[STUDY MATERIAL]
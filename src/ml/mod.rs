pub mod embedding;
pub mod genre;
pub mod intent;
pub mod sentence_encoder;
pub mod similarity;
pub mod vector_cache;

// Re-export public types
pub use embedding::EmbeddingGenerator;
pub use genre::GenreClassifier;
pub use intent::IntentMatcher;
pub use sentence_encoder::{HuggingFaceEncoder, TextEncoder};
pub use similarity::{SimilarityEngine, SimilarityResult};
pub use vector_cache::VectorCache;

[DESCRIPTION OF THE TASK] All lines of the data above must be repeated exactly.

[EXERCISE OUTPUT]
filename src/ml/mod.rs
pub mod embedding;
pub mod genre;
pub mod intent;
pub mod sentence_encoder;
pub mod similarity;
pub mod vector_cache;

// Re-export public types
pub use embedding::EmbeddingGenerator;
pub use genre::GenreClassifier;
pub use intent::IntentMatcher;
pub use sentence_encoder::{HuggingFaceEncoder, TextEncoder};
pub use similarity::{SimilarityEngine, SimilarityResult};
pub use vector_cache::VectorCache;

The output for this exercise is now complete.